THE PROBLEM:
Show all lines below holding the string "false".

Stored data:

-------------------------

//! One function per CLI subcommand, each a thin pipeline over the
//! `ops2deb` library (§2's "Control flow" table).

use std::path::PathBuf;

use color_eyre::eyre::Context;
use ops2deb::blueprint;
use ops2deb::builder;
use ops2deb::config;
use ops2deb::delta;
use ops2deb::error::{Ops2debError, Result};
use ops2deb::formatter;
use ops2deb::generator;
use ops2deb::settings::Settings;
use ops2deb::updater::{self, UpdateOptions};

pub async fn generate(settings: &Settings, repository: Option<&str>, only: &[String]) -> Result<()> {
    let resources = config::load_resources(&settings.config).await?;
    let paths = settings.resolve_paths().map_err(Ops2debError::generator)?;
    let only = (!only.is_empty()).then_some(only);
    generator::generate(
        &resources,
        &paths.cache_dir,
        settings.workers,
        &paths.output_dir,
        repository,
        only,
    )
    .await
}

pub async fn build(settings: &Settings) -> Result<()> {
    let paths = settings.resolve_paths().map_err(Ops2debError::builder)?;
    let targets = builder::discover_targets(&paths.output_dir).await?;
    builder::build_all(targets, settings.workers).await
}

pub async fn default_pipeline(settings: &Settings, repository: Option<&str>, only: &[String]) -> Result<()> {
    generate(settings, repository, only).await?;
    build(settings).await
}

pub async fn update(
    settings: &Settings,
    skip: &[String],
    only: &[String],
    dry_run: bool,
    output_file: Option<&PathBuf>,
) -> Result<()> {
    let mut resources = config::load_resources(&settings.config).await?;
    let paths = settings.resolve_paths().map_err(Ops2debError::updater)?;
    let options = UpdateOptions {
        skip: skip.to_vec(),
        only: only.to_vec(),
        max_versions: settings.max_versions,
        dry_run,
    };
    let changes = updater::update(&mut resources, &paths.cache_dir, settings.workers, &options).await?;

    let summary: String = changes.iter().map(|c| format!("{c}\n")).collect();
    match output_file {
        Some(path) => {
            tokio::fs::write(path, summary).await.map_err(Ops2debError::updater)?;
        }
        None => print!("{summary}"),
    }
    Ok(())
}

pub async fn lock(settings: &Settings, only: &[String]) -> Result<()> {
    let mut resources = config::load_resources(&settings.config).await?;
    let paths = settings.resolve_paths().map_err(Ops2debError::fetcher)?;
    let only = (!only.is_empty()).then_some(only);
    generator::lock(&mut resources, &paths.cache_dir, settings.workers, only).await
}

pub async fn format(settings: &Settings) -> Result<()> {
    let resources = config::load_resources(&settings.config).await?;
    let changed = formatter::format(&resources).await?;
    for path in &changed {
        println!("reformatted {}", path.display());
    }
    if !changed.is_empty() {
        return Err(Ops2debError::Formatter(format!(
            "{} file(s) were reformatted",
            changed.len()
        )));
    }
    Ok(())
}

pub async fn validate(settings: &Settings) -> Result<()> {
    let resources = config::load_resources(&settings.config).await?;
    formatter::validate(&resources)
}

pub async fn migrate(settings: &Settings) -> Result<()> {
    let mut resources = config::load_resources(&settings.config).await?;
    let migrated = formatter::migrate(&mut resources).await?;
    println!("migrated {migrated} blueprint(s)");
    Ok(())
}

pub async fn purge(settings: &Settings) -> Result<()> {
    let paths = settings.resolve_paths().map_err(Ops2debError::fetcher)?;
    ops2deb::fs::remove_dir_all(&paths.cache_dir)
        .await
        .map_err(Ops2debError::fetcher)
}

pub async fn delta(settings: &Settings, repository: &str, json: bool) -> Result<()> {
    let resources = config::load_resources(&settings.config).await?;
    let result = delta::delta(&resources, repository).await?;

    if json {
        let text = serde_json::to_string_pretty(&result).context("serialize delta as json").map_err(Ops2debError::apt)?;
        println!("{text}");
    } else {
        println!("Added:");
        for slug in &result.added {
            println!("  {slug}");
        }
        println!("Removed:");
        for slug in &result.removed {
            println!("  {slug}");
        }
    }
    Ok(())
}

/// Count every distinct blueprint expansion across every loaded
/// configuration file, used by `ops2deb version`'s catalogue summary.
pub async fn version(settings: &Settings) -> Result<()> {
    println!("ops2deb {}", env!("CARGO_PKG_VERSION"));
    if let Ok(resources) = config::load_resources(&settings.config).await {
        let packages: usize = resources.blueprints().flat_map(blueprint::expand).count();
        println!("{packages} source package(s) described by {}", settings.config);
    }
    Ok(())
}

-------------------------

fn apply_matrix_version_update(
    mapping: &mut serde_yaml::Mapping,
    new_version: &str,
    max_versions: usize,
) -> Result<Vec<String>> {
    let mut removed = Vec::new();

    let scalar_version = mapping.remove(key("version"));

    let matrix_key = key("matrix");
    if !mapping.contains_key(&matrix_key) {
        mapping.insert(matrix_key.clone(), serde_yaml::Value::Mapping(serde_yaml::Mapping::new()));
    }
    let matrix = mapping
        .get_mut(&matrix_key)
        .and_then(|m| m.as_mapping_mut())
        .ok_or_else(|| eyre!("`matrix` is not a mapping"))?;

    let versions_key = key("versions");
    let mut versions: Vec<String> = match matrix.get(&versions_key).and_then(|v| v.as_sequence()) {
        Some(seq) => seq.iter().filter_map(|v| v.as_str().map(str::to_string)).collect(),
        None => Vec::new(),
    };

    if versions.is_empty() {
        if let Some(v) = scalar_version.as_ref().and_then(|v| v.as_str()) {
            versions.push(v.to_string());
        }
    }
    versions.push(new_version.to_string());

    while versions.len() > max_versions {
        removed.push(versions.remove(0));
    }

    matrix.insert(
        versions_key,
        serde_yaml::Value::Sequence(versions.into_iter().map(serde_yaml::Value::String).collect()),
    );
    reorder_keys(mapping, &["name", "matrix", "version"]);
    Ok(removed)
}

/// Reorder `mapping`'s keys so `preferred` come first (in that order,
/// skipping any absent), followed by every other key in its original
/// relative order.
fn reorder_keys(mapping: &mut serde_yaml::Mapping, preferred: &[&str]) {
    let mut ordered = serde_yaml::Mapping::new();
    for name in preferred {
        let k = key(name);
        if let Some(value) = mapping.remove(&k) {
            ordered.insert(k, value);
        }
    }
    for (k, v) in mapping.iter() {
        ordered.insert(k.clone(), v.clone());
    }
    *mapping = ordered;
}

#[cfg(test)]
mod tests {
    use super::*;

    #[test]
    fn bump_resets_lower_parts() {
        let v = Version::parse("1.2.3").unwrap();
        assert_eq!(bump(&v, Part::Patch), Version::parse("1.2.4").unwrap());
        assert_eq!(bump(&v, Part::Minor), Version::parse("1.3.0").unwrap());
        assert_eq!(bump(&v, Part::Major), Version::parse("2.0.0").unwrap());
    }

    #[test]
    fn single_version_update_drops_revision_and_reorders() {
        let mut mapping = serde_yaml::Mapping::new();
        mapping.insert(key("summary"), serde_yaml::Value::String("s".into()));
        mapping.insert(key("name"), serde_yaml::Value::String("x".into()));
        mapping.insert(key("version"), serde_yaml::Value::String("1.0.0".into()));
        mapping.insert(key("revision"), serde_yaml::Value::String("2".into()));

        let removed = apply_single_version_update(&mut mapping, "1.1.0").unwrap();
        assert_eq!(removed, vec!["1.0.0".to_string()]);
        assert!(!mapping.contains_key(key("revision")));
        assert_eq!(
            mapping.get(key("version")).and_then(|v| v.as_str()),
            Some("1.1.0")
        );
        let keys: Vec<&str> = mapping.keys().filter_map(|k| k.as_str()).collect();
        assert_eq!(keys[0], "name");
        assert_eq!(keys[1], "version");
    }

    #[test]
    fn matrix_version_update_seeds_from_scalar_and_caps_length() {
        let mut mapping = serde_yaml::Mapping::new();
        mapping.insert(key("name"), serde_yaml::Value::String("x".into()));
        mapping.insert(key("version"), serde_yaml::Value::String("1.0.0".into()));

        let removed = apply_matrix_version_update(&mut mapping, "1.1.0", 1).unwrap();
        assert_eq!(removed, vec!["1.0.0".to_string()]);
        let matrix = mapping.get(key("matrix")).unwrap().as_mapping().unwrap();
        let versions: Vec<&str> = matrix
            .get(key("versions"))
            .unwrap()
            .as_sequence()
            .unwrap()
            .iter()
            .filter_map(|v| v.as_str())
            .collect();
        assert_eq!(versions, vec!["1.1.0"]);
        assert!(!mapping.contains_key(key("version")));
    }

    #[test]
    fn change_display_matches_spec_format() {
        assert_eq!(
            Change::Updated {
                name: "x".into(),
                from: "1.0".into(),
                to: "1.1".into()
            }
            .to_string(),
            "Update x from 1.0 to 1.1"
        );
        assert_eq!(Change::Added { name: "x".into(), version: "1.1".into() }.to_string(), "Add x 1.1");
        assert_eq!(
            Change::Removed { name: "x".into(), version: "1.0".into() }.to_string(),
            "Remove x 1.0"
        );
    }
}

-------------------------

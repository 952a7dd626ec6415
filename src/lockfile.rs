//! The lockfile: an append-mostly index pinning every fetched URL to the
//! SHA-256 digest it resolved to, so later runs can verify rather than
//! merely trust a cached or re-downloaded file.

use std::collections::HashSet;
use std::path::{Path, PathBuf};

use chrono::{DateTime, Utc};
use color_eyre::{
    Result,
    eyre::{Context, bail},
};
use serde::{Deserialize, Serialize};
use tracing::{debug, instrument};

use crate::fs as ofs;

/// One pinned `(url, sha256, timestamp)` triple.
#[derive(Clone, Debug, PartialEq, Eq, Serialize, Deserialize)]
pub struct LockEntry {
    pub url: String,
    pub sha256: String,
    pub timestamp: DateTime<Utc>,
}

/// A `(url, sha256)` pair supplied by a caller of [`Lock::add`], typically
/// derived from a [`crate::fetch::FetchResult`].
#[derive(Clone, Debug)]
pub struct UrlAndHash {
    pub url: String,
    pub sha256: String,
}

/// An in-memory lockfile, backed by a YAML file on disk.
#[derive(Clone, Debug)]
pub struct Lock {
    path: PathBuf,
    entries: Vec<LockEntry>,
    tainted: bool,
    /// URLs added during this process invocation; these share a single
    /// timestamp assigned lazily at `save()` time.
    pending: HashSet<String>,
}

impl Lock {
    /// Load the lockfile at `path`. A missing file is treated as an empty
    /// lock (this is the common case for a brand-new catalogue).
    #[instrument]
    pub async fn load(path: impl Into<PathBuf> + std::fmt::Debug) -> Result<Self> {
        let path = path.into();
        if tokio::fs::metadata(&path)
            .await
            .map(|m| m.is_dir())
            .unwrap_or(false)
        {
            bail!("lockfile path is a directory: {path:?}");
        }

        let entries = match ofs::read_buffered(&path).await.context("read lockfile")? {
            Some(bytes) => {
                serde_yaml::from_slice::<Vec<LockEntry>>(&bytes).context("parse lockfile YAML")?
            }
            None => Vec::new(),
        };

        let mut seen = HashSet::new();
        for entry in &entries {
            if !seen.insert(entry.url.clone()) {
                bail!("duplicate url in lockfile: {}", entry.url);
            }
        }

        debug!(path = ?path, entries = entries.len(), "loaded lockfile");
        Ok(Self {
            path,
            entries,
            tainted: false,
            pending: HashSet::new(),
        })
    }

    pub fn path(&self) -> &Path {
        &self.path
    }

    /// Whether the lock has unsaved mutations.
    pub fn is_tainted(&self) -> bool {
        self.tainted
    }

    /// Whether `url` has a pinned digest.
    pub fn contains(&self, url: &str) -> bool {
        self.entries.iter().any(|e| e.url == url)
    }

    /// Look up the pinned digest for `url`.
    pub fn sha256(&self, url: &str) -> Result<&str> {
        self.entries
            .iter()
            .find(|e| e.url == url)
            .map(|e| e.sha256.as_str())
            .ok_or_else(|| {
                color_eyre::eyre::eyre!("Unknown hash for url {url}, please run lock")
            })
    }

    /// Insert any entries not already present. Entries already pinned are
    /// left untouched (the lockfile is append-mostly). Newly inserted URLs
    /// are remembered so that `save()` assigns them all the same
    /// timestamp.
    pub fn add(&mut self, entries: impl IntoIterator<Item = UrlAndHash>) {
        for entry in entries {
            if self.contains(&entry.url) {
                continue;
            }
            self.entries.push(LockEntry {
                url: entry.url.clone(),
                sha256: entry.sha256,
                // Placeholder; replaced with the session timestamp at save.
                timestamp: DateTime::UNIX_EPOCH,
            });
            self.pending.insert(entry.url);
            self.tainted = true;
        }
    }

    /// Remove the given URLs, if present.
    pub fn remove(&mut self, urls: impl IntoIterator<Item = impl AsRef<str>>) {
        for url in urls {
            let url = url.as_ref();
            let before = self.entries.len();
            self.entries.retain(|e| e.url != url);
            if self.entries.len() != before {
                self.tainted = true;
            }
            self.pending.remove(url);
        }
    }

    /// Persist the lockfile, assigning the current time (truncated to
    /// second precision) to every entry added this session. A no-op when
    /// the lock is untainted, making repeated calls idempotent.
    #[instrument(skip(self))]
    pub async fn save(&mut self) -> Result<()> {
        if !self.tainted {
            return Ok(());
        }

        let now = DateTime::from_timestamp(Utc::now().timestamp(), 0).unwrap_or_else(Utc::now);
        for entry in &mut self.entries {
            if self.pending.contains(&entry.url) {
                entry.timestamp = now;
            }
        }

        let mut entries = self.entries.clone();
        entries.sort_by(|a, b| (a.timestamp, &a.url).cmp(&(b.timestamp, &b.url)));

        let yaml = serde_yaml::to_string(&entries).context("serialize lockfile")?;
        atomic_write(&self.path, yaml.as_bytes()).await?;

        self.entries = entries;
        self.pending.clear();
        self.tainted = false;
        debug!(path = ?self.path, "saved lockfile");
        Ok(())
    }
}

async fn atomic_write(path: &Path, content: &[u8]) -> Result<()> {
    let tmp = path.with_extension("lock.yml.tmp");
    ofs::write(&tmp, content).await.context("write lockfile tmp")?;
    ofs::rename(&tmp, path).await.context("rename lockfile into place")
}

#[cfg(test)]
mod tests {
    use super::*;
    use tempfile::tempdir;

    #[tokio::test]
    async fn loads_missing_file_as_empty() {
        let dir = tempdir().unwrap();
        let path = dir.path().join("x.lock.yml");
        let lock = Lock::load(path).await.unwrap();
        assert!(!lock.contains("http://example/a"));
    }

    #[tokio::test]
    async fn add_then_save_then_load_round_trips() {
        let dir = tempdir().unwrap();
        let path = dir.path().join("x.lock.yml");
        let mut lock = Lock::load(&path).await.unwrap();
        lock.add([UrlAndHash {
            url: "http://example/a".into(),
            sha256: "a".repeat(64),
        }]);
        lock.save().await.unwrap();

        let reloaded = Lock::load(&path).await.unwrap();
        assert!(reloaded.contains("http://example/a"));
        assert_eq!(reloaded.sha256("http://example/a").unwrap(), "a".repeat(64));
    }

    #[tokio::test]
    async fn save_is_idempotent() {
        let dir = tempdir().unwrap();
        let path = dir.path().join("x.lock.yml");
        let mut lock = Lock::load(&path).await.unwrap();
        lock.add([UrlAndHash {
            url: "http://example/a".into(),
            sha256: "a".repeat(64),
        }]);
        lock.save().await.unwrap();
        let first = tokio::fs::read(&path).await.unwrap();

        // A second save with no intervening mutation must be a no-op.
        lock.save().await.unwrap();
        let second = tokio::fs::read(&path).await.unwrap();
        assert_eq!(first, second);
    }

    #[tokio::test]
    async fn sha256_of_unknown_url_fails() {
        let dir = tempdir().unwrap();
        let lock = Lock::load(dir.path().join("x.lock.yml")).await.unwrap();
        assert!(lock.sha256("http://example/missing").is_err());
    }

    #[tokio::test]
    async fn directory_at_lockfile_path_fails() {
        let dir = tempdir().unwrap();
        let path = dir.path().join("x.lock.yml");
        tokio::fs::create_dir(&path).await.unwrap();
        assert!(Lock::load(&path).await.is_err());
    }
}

-------------------------

RESULT FOR THIS TASK:
            .unwrap_or(false)
            tainted: false,
        self.tainted = false;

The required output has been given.